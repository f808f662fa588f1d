//! HTTP URL 探测
//!
//! 请求配置的URL，2xx 视为健康。请求默认携带禁用缓存的请求头，
//! 用户配置的同名请求头优先。

use crate::check::probe::Probe;
use crate::check::transport::{ProbeRequest, Transport};
use crate::config::{CheckConfig, UrlSource};
use crate::error::ConfigError;
use crate::health::ProbeOutcome;
use async_trait::async_trait;
use reqwest::header::{HeaderMap, HeaderName, HeaderValue};
use reqwest::Method;
use std::str::FromStr;
use std::sync::Arc;
use std::time::Duration;

/// 默认重试次数
pub const DEFAULT_RETRY: u32 = 2;

/// 默认禁用缓存的请求头
pub const CACHE_BUSTING_HEADERS: [(&str, &str); 3] = [
    ("cache-control", "no-cache, no-store, must-revalidate"),
    ("pragma", "no-cache"),
    ("expires", "0"),
];

/// HTTP URL 探测策略
pub struct HttpUrlProbe {
    url: UrlSource,
    method: Method,
    headers: HeaderMap,
    timeout: Duration,
    retries: u32,
    transport: Arc<dyn Transport>,
}

impl HttpUrlProbe {
    /// 注册表中使用的类型名
    pub const TYPE: &'static str = "http";

    /// 创建HTTP探测
    ///
    /// # 参数
    /// * `options` - 检测配置
    /// * `transport` - 传输实现
    ///
    /// # 返回
    /// * `Result<Self, ConfigError>` - `url`、`headers` 或 `method` 不合法时返回选项错误
    pub fn new(options: &CheckConfig, transport: Arc<dyn Transport>) -> Result<Self, ConfigError> {
        Self::assert_option_validity(options)?;

        let url = options
            .url
            .clone()
            .ok_or_else(|| ConfigError::invalid_option(INVALID_URL))?;

        Ok(Self {
            url,
            method: parse_method(options.method.as_deref())?,
            headers: merge_headers(options.headers.as_ref())?,
            timeout: options.interval,
            retries: options.retry.unwrap_or(DEFAULT_RETRY),
            transport,
        })
    }

    /// 校验HTTP相关配置，无副作用
    pub fn validate_options(options: &CheckConfig) -> Result<(), ConfigError> {
        match &options.url {
            Some(UrlSource::Literal(url)) if !url.trim().is_empty() => {}
            Some(UrlSource::Dynamic(_)) => {}
            _ => return Err(ConfigError::invalid_option(INVALID_URL)),
        }
        merge_headers(options.headers.as_ref())?;
        parse_method(options.method.as_deref())?;
        Ok(())
    }

    /// 断言配置合法
    pub fn assert_option_validity(options: &CheckConfig) -> Result<(), ConfigError> {
        Self::validate_options(options)
    }

    /// 构建本次探测的请求，动态URL在此处解析一次
    pub fn build_request(&self) -> ProbeRequest {
        ProbeRequest {
            method: self.method.clone(),
            url: self.url.resolve(),
            headers: self.headers.clone(),
            timeout: self.timeout,
            retries: self.retries,
        }
    }
}

const INVALID_URL: &str = "url must be a non-empty string or a function";

#[async_trait]
impl Probe for HttpUrlProbe {
    fn kind(&self) -> &'static str {
        Self::TYPE
    }

    async fn probe(&self) -> ProbeOutcome {
        match self.transport.send(self.build_request()).await {
            Ok(()) => ProbeOutcome::success(),
            Err(e) => ProbeOutcome::failure(e.message),
        }
    }
}

/// 解析HTTP方法，默认 GET
fn parse_method(method: Option<&str>) -> Result<Method, ConfigError> {
    match method {
        None => Ok(Method::GET),
        Some(method) => Method::from_str(&method.trim().to_uppercase()).map_err(|_| {
            ConfigError::invalid_option(format!("method is not a valid HTTP method: {method}"))
        }),
    }
}

/// 合并默认请求头与用户请求头，键名不区分大小写，用户值覆盖默认值
///
/// 用户请求头必须是字符串到字符串的映射。
pub fn merge_headers(user: Option<&serde_json::Value>) -> Result<HeaderMap, ConfigError> {
    let mut headers = HeaderMap::new();
    for (name, value) in CACHE_BUSTING_HEADERS {
        headers.insert(HeaderName::from_static(name), HeaderValue::from_static(value));
    }

    let Some(user) = user else {
        return Ok(headers);
    };
    let map = user
        .as_object()
        .ok_or_else(|| ConfigError::invalid_option("headers must be an object"))?;

    for (key, value) in map {
        let value = value.as_str().ok_or_else(|| {
            ConfigError::invalid_option(format!("headers.{key} must be a string"))
        })?;
        let name = HeaderName::from_bytes(key.as_bytes()).map_err(|_| {
            ConfigError::invalid_option(format!("headers contains an invalid name: {key}"))
        })?;
        let value = HeaderValue::from_str(value).map_err(|_| {
            ConfigError::invalid_option(format!("headers.{key} contains an invalid value"))
        })?;
        headers.insert(name, value);
    }

    Ok(headers)
}
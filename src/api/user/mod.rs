use actix_web::{
    HttpResponse, get, patch,
    web::{Data, Path, ServiceConfig, scope},
};
use actix_web_validator::Json;
use serde::{Deserialize, Serialize};
use sqlx::{Pool, Postgres};
use uuid::Uuid;
use validator::Validate;

use crate::api::error::ServiceError;
use crate::auth::AuthUser;
use crate::db::models::UserRow;
use crate::db::user_repository::{ProfilePatch, UserRepository};

/// Profile fields a user may update about themselves. Role and reputation
/// are not writable through this path.
#[derive(Deserialize, Debug, Validate)]
struct UpdateProfileRequest {
    #[validate(length(min = 1, max = 100, message = "Name cannot be empty"))]
    name: Option<String>,
    #[validate(length(min = 2, max = 100, message = "Location is too short"))]
    location: Option<String>,
    availability_status: Option<String>,
    push_token: Option<String>,
}

#[derive(Serialize)]
struct UserResponse {
    user: UserRow,
}

#[get("/me")]
async fn get_me(pool: Data<Pool<Postgres>>, user: AuthUser) -> Result<HttpResponse, ServiceError> {
    let row = UserRepository::find_by_id(&pool, user.id)
        .await?
        .ok_or(ServiceError::NotFound("User"))?;
    Ok(HttpResponse::Ok().json(UserResponse { user: row }))
}

#[get("/{id}")]
async fn get_user(
    pool: Data<Pool<Postgres>>,
    _user: AuthUser,
    path: Path<Uuid>,
) -> Result<HttpResponse, ServiceError> {
    let row = UserRepository::find_by_id(&pool, path.into_inner())
        .await?
        .ok_or(ServiceError::NotFound("User"))?;
    Ok(HttpResponse::Ok().json(UserResponse { user: row }))
}

#[patch("/me")]
async fn update_me(
    pool: Data<Pool<Postgres>>,
    user: AuthUser,
    body: Json<UpdateProfileRequest>,
) -> Result<HttpResponse, ServiceError> {
    if let Some(availability) = body.availability_status.as_deref() {
        if availability != "available" && availability != "unavailable" {
            return Err(ServiceError::Validation(
                "availability_status must be 'available' or 'unavailable'".to_string(),
            ));
        }
    }

    let patch = ProfilePatch {
        name: body.name.clone(),
        location: body.location.clone(),
        availability_status: body.availability_status.clone(),
        push_token: body.push_token.clone(),
    };

    let row = UserRepository::update_profile(&pool, user.id, &patch)
        .await?
        .ok_or(ServiceError::NotFound("User"))?;
    Ok(HttpResponse::Ok().json(UserResponse { user: row }))
}

pub fn user_config(config: &mut ServiceConfig) {
    config.service(scope("users").service(get_me).service(update_me).service(get_user));
}
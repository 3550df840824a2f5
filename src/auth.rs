//! Bearer-token authentication.
//!
//! Credential issuance lives in the upstream identity service; this module
//! only validates the HS256 tokens it mints and exposes the authenticated
//! identity to handlers through a `FromRequest` extractor. `issue_token`
//! exists so tests (and the identity service, which shares the secret) can
//! mint tokens.

use actix_web::{
    FromRequest, HttpRequest, HttpResponse, ResponseError, dev::Payload,
    http::header::AUTHORIZATION, web,
};
use jsonwebtoken::{
    Algorithm, DecodingKey, EncodingKey, Header, Validation, decode, encode, errors::ErrorKind,
};
use serde::{Deserialize, Serialize};
use std::fmt;
use std::future::{Ready, ready};
use uuid::Uuid;

use crate::api::error::ServiceError;
use crate::api::validation::ErrorResponse;

/// Actor role carried in the token
#[derive(Debug, Deserialize, Serialize, Clone, Copy, PartialEq, Eq)]
#[serde(rename_all = "snake_case")]
pub enum Role {
    Requester,
    Provider,
}

impl Role {
    pub fn as_str(&self) -> &'static str {
        match self {
            Role::Requester => "requester",
            Role::Provider => "provider",
        }
    }
}

impl fmt::Display for Role {
    fn fmt(&self, f: &mut fmt::Formatter<'_>) -> fmt::Result {
        f.write_str(self.as_str())
    }
}

/// Token claims
#[derive(Debug, Serialize, Deserialize)]
pub struct Claims {
    /// User id
    pub sub: String,
    pub role: Role,
    pub iat: u64,
    pub exp: u64,
}

/// Authentication errors, all reported as 401
#[derive(Debug)]
pub enum AuthError {
    MissingToken,
    InvalidFormat,
    Expired,
    Invalid(String),
}

impl fmt::Display for AuthError {
    fn fmt(&self, f: &mut fmt::Formatter<'_>) -> fmt::Result {
        match self {
            AuthError::MissingToken => write!(f, "Missing bearer token"),
            AuthError::InvalidFormat => {
                write!(f, "Invalid token format (expected 'Bearer <token>')")
            }
            AuthError::Expired => write!(f, "Token has expired"),
            AuthError::Invalid(msg) => write!(f, "Invalid token: {}", msg),
        }
    }
}

impl std::error::Error for AuthError {}

impl ResponseError for AuthError {
    fn error_response(&self) -> HttpResponse {
        HttpResponse::Unauthorized().json(ErrorResponse {
            error: "Unauthenticated".to_string(),
            fields: serde_json::json!({"message": self.to_string()}),
        })
    }
}

/// Token verification keys, registered as app data at startup
#[derive(Clone)]
pub struct AuthKeys {
    secret: String,
}

impl AuthKeys {
    pub fn new(secret: &str) -> Self {
        Self {
            secret: secret.to_string(),
        }
    }

    /// Mint a token for `user_id` with `role`, valid for `ttl_secs`
    pub fn issue_token(
        &self,
        user_id: Uuid,
        role: Role,
        ttl_secs: u64,
    ) -> Result<String, jsonwebtoken::errors::Error> {
        let now = chrono::Utc::now().timestamp() as u64;
        let claims = Claims {
            sub: user_id.to_string(),
            role,
            iat: now,
            exp: now + ttl_secs,
        };
        encode(
            &Header::default(),
            &claims,
            &EncodingKey::from_secret(self.secret.as_bytes()),
        )
    }

    /// Validate a raw token and return its claims
    pub fn decode_token(&self, token: &str) -> Result<Claims, AuthError> {
        decode::<Claims>(
            token,
            &DecodingKey::from_secret(self.secret.as_bytes()),
            &Validation::new(Algorithm::HS256),
        )
        .map(|data| data.claims)
        .map_err(|e| match e.kind() {
            ErrorKind::ExpiredSignature => AuthError::Expired,
            _ => AuthError::Invalid(e.to_string()),
        })
    }
}

/// The authenticated actor issuing the request
#[derive(Debug, Clone, Copy)]
pub struct AuthUser {
    pub id: Uuid,
    pub role: Role,
}

impl AuthUser {
    /// Role gate for handlers; wrong role is a 403
    pub fn require(&self, role: Role) -> Result<(), ServiceError> {
        if self.role == role {
            Ok(())
        } else {
            Err(ServiceError::Forbidden(match role {
                Role::Requester => "This action is only available to requesters",
                Role::Provider => "This action is only available to providers",
            }))
        }
    }
}

fn extract_user(req: &HttpRequest) -> Result<AuthUser, AuthError> {
    let keys = req
        .app_data::<web::Data<AuthKeys>>()
        .ok_or_else(|| AuthError::Invalid("Token verification is not configured".to_string()))?;

    let header = req
        .headers()
        .get(AUTHORIZATION)
        .ok_or(AuthError::MissingToken)?
        .to_str()
        .map_err(|_| AuthError::InvalidFormat)?;

    let token = header.strip_prefix("Bearer ").ok_or(AuthError::InvalidFormat)?;

    let claims = keys.decode_token(token)?;
    let id = Uuid::parse_str(&claims.sub)
        .map_err(|_| AuthError::Invalid("Subject is not a valid user id".to_string()))?;

    Ok(AuthUser {
        id,
        role: claims.role,
    })
}

impl FromRequest for AuthUser {
    type Error = AuthError;
    type Future = Ready<Result<Self, Self::Error>>;

    fn from_request(req: &HttpRequest, _payload: &mut Payload) -> Self::Future {
        ready(extract_user(req))
    }
}

#[cfg(test)]
mod tests {
    use super::*;

    #[test]
    fn issued_token_decodes_to_same_identity() {
        let keys = AuthKeys::new("test-secret");
        let id = Uuid::new_v4();

        let token = keys.issue_token(id, Role::Provider, 3600).unwrap();
        let claims = keys.decode_token(&token).unwrap();

        assert_eq!(claims.sub, id.to_string());
        assert_eq!(claims.role, Role::Provider);
    }

    #[test]
    fn expired_token_is_rejected() {
        let keys = AuthKeys::new("test-secret");
        let now = chrono::Utc::now().timestamp() as u64;
        let claims = Claims {
            sub: Uuid::new_v4().to_string(),
            role: Role::Requester,
            iat: now - 7200,
            // Past the default 60s leeway
            exp: now - 3600,
        };
        let token = encode(
            &Header::default(),
            &claims,
            &EncodingKey::from_secret(b"test-secret"),
        )
        .unwrap();

        match keys.decode_token(&token) {
            Err(AuthError::Expired) => {}
            other => panic!("expected Expired, got {:?}", other),
        }
    }

    #[test]
    fn token_signed_with_other_secret_is_rejected() {
        let keys = AuthKeys::new("test-secret");
        let other = AuthKeys::new("other-secret");
        let token = other.issue_token(Uuid::new_v4(), Role::Provider, 3600).unwrap();

        match keys.decode_token(&token) {
            Err(AuthError::Invalid(_)) => {}
            other => panic!("expected Invalid, got {:?}", other),
        }
    }

    #[test]
    fn role_strings_match_storage_values() {
        assert_eq!(Role::Requester.as_str(), "requester");
        assert_eq!(Role::Provider.as_str(), "provider");
    }
}
use sqlx::{Pool, Postgres};
use tracing::info;

/// Run all pending database migrations
///
/// Embeds the SQL files from the migrations directory and applies them.
/// Safe to run multiple times; sqlx tracks which migrations have already
/// been applied.
pub async fn run_migrations(pool: &Pool<Postgres>) -> Result<(), sqlx::migrate::MigrateError> {
    info!("Running database migrations...");

    sqlx::migrate!("./migrations").run(pool).await?;

    info!("Database migrations completed");
    Ok(())
}
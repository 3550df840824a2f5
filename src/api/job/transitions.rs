//! The job lifecycle transition table.
//!
//! Every lifecycle operation is gated twice: here, for pre-checks and for
//! turning a conditional-update miss into a precise error, and again in the
//! repository, where the same predicates appear in single-statement
//! conditional UPDATEs so concurrent writers cannot race past each other.

use super::models::JobStatus;

/// A named lifecycle operation on a job
#[derive(Debug, Clone, Copy, PartialEq, Eq)]
pub enum LifecycleAction {
    Assign,
    Accept,
    Unassign,
    Complete,
    RequestRevision,
    Approve,
    Cancel,
    FundEscrow,
}

impl LifecycleAction {
    pub fn name(self) -> &'static str {
        match self {
            LifecycleAction::Assign => "assign",
            LifecycleAction::Accept => "accept",
            LifecycleAction::Unassign => "unassign",
            LifecycleAction::Complete => "complete",
            LifecycleAction::RequestRevision => "request_revision",
            LifecycleAction::Approve => "approve",
            LifecycleAction::Cancel => "cancel",
            LifecycleAction::FundEscrow => "fund_escrow",
        }
    }

    /// Whether this action may be applied to a job in `status`.
    ///
    /// `Accept` from `assigned` additionally requires the caller to be the
    /// assigned provider; `Approve` additionally requires the escrow to be
    /// funded. Those extra guards live in the service since they depend on
    /// more than the status.
    pub fn allowed_from(self, status: JobStatus) -> bool {
        use JobStatus::*;
        use LifecycleAction::*;

        matches!(
            (self, status),
            (Assign, Open)
                | (Accept, Open)
                | (Accept, Assigned)
                | (Unassign, Assigned)
                | (FundEscrow, Accepted)
                | (Complete, Accepted)
                | (Complete, RevisionRequested)
                | (RequestRevision, Completed)
                | (RequestRevision, RevisionRequested)
                | (Approve, Completed)
                | (Cancel, Open)
                | (Cancel, Assigned)
                | (Cancel, Accepted)
                | (Cancel, RevisionRequested)
        )
    }
}

#[cfg(test)]
mod tests {
    use super::*;
    use JobStatus::*;
    use LifecycleAction::*;

    const ALL_STATUSES: [JobStatus; 6] =
        [Open, Assigned, Accepted, Completed, RevisionRequested, Cancelled];

    fn allowed_statuses(action: LifecycleAction) -> Vec<JobStatus> {
        ALL_STATUSES
            .into_iter()
            .filter(|s| action.allowed_from(*s))
            .collect()
    }

    #[test]
    fn assign_only_from_open() {
        assert_eq!(allowed_statuses(Assign), vec![Open]);
    }

    #[test]
    fn accept_from_open_or_assigned() {
        assert_eq!(allowed_statuses(Accept), vec![Open, Assigned]);
    }

    #[test]
    fn unassign_only_from_assigned() {
        assert_eq!(allowed_statuses(Unassign), vec![Assigned]);
    }

    #[test]
    fn complete_from_accepted_or_revision_requested() {
        assert_eq!(allowed_statuses(Complete), vec![Accepted, RevisionRequested]);
    }

    #[test]
    fn revision_from_completed_or_revision_requested() {
        assert_eq!(
            allowed_statuses(RequestRevision),
            vec![Completed, RevisionRequested]
        );
    }

    #[test]
    fn approve_only_from_completed() {
        assert_eq!(allowed_statuses(Approve), vec![Completed]);
    }

    #[test]
    fn fund_escrow_only_from_accepted() {
        assert_eq!(allowed_statuses(FundEscrow), vec![Accepted]);
    }

    #[test]
    fn cancel_from_every_non_terminal_pre_approval_state() {
        assert_eq!(
            allowed_statuses(Cancel),
            vec![Open, Assigned, Accepted, RevisionRequested]
        );
    }

    #[test]
    fn cancelled_is_terminal() {
        for action in [
            Assign,
            Accept,
            Unassign,
            Complete,
            RequestRevision,
            Approve,
            Cancel,
            FundEscrow,
        ] {
            assert!(
                !action.allowed_from(Cancelled),
                "{} must not apply to a cancelled job",
                action.name()
            );
        }
    }

    #[test]
    fn completed_jobs_cannot_be_cancelled_or_reassigned() {
        for action in [Assign, Accept, Unassign, Cancel, FundEscrow] {
            assert!(!action.allowed_from(Completed), "{}", action.name());
        }
    }
}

================

Every line in the data above that includes the word "MissingToken" should be copied.

__Answer below__:
    MissingToken,
            AuthError::MissingToken => write!(f, "Missing bearer token"),
        .ok_or(AuthError::MissingToken)?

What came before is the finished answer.